My husband called the mental health team to have my appointment brought forward from March 25 as we had arranged to see the psychiatrist within two weeks of the last appointment  which had been a successful visit. They slotted me in for this afternoon which was much quicker.

The premises had changed again while they’re in limbo. This time I went to a high rise building and the office was a usually unused white washed place. The reception was a tiny square and one blue sofa sat miles away at the other side of this huge room. In the Drs office it was completely plain white aside from his desk and an uncomfortable blue chair. It was literally like a dream sequence! 

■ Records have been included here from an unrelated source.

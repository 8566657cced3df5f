use proptest::prelude::*;

use fuzzy_performance::membership::PartitionSet;
use fuzzy_performance::{Classification, Engine, Metric, MetricInput};

fn metric_strategy() -> impl Strategy<Value = Metric> {
    prop::sample::select(Metric::ALL.to_vec())
}

fn input_strategy() -> impl Strategy<Value = MetricInput> {
    (
        0.0..=4.0f64,
        0.0..=100.0f64,
        0.0..=1.0f64,
        0.0..=100.0f64,
        0.0..=100.0f64,
    )
        .prop_map(|(gpa, cca, attendance, midterm, final_exam)| MetricInput {
            gpa,
            cca,
            attendance,
            midterm,
            final_exam,
        })
}

fn scaled(metric: Metric, unit: f64) -> f64 {
    let (min, max) = metric.domain();
    min + (max - min) * unit
}

proptest! {
    #[test]
    fn memberships_stay_in_unit_interval(metric in metric_strategy(), raw in -1000.0..1000.0f64) {
        let membership = PartitionSet::default().membership(metric, raw);
        for degree in [membership.low, membership.medium, membership.high] {
            prop_assert!((0.0..=1.0).contains(&degree));
        }
        prop_assert!(membership.low + membership.high <= 1.0);
    }

    #[test]
    fn low_falls_and_high_rises(metric in metric_strategy(), a in 0.0..=1.0f64, b in 0.0..=1.0f64) {
        let set = PartitionSet::default();
        let (lo, hi) = if a <= b { (a, b) } else { (b, a) };
        let first = set.membership(metric, scaled(metric, lo));
        let second = set.membership(metric, scaled(metric, hi));
        prop_assert!(first.low >= second.low);
        prop_assert!(first.high <= second.high);
    }

    #[test]
    fn curves_are_continuous(metric in metric_strategy(), unit in 0.0..=1.0f64) {
        let set = PartitionSet::default();
        let (min, max) = metric.domain();
        let step = (max - min) * 1e-9;
        let x = scaled(metric, unit);
        let here = set.membership(metric, x);
        let next = set.membership(metric, x + step);
        prop_assert!((here.low - next.low).abs() < 1e-6);
        prop_assert!((here.medium - next.medium).abs() < 1e-6);
        prop_assert!((here.high - next.high).abs() < 1e-6);
    }

    #[test]
    fn clamping_is_idempotent(metric in metric_strategy(), factor in 1.0..10.0f64) {
        let set = PartitionSet::default();
        let (_, max) = metric.domain();
        prop_assert_eq!(set.membership(metric, max * factor), set.membership(metric, max));
    }

    #[test]
    fn classification_is_deterministic(input in input_strategy()) {
        let engine = Engine::default();
        let first = engine.classify(&input).unwrap();
        let second = engine.classify(&input).unwrap();
        prop_assert_eq!(&first, &second);
        prop_assert!(first.clamped.is_empty());
    }

    #[test]
    fn undetermined_exactly_when_nothing_fired(input in input_strategy()) {
        let result = Engine::default().classify(&input).unwrap();
        let undetermined = result.category == Classification::Undetermined;
        prop_assert_eq!(undetermined, result.fired_rules.is_empty());
        prop_assert_eq!(undetermined, result.inference_output.is_all_zero());
    }
}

The psychiatrist previously had been well prepared. He’d read my file, knew my medication and history and impressed me by not patronising me. Just discussing the plan forward. This time was very different. He began to talk to me. At me. He talked about emotions, stressors, medications. He talked as though I’d never heard it before. Then he paused to ask if I was on medication. I was a bit taken aback. So once we’d cleared that up he went on. And on. In fact for 30 minutes he talked about, well, medications and getting rest I suppose. My objective had been to discuss the consideration of a change to my anti depressant to something with more of an anxiety managing property. Also I wanted to manage the nightmares and sleep. But he dismissed my request until a later date.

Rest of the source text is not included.